The BBC broadcast the play on the Home Service in May 1940 starring Margaretta Scott, and again in June 1941. In 1991, BBC television mounted productions of the Tonight at 8.30 plays with Joan Collins taking the Lawrence roles, but Star Chamber was omitted. The play was not included in the Heinemann edition of the Tonight at 8.30 plays published in 1936, and was first published in 1939 in Rose Window, a tribute to St Bartholomew's Hospital by twenty-five authors, including Vera Brittain, J.B. Priestley, Hugh Walpole, Emlyn Williams and Radclyffe Hall as well as Coward. The book was illustrated by Anna Zinkeisen, who contributed a drawing of Xenia James (Lawrence's role) to accompany Star Chamber.
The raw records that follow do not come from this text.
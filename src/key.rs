//! Key composition: logical paths to physical store keys
//!
//! Every caller-supplied path is resolved exactly once. The result is a
//! [`PhysicalKey`], which has no resolve path of its own, so a key can never
//! pick up the subfolder prefix twice.

use std::fmt;

/// Marker for dynamic variants (e.g. `thumb.png?width=200`)
pub const VARIANT_MARKER: char = '?';

/// Key as used against the backing store, subfolder prefix applied
#[derive(Debug, Clone, PartialEq, Eq, Hash, PartialOrd, Ord)]
pub struct PhysicalKey(String);

impl PhysicalKey {
    /// Wrap a key that is already physical (store listings, retention paths)
    pub fn from_raw(key: impl Into<String>) -> Self {
        PhysicalKey(key.into())
    }

    pub fn as_str(&self) -> &str {
        &self.0
    }

    pub fn into_string(self) -> String {
        self.0
    }

    /// True for dynamic variant keys, which are never cached and always exist
    pub fn is_variant(&self) -> bool {
        self.0.contains(VARIANT_MARKER)
    }
}

impl AsRef<str> for PhysicalKey {
    fn as_ref(&self) -> &str {
        &self.0
    }
}

impl fmt::Display for PhysicalKey {
    fn fmt(&self, f: &mut fmt::Formatter<'_>) -> fmt::Result {
        f.write_str(&self.0)
    }
}

/// Maps logical paths onto physical keys under a fixed subfolder
#[derive(Debug, Clone, Default, PartialEq, Eq)]
pub struct KeyComposer {
    /// Normalized prefix: empty, or segments joined by '/' with a trailing '/'
    prefix: String,
}

impl KeyComposer {
    /// Create a composer for a subfolder
    ///
    /// Leading, trailing and repeated slashes are dropped. An empty subfolder
    /// yields the identity transform.
    ///
    /// ```
    /// use storage_gateway::KeyComposer;
    ///
    /// let keys = KeyComposer::new("/media/shop/");
    /// assert_eq!(keys.resolve("a/b.png").as_str(), "media/shop/a/b.png");
    /// assert_eq!(KeyComposer::new("").resolve("a/b.png").as_str(), "a/b.png");
    /// ```
    pub fn new(subfolder: &str) -> Self {
        let segments: Vec<&str> = subfolder.split('/').filter(|s| !s.is_empty()).collect();
        let prefix = if segments.is_empty() {
            String::new()
        } else {
            format!("{}/", segments.join("/"))
        };
        KeyComposer { prefix }
    }

    /// The normalized prefix (empty or ending in '/')
    pub fn prefix(&self) -> &str {
        &self.prefix
    }

    /// Resolve a logical path; a leading '/' on the path is ignored
    pub fn resolve(&self, logical: &str) -> PhysicalKey {
        let logical = logical.trim_start_matches('/');
        PhysicalKey(format!("{}{}", self.prefix, logical))
    }

    /// Strip the prefix from a physical key
    ///
    /// Returns `None` for keys outside the subfolder.
    pub fn logical<'a>(&self, physical: &'a str) -> Option<&'a str> {
        physical.strip_prefix(self.prefix.as_str())
    }
}

#[cfg(test)]
mod tests {
    use super::*;

    #[test]
    fn test_empty_subfolder_is_identity() {
        let keys = KeyComposer::new("");
        assert_eq!(keys.prefix(), "");
        assert_eq!(keys.resolve("a/b.png").as_str(), "a/b.png");
        assert_eq!(KeyComposer::new("///").prefix(), "");
    }

    #[test]
    fn test_subfolder_normalization() {
        assert_eq!(KeyComposer::new("media").prefix(), "media/");
        assert_eq!(KeyComposer::new("/media/").prefix(), "media/");
        assert_eq!(KeyComposer::new("media//shop").prefix(), "media/shop/");
    }

    #[test]
    fn test_resolve_strips_leading_slash() {
        let keys = KeyComposer::new("media");
        assert_eq!(keys.resolve("/a/b.png").as_str(), "media/a/b.png");
        assert_eq!(keys.resolve("a/b.png").as_str(), "media/a/b.png");
    }

    #[test]
    fn test_logical_inverts_resolve() {
        let keys = KeyComposer::new("media");
        let physical = keys.resolve("a/b.png");
        assert_eq!(keys.logical(physical.as_str()), Some("a/b.png"));
        assert_eq!(keys.logical("other/a/b.png"), None);
    }

    #[test]
    fn test_variant_detection() {
        let keys = KeyComposer::new("");
        assert!(keys.resolve("thumb.png?width=200").is_variant());
        assert!(!keys.resolve("thumb.png").is_variant());
    }
}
In connection with Coward's centenary in 1999, the play was printed in the 7th volume of the Methuen series of Coward's Collected Plays.

In 2018, as part of an almost complete cycle of the Tonight at 8.30 plays (omitting Fumed Oak) Star Chamber was revived in London at the Jermyn Street Theatre, with a slightly modified text, directed by Tom Littler. the cast included Ian Hallard as Johnny and Sara Crowe as Xenia. Rosemary Ashe played Violet.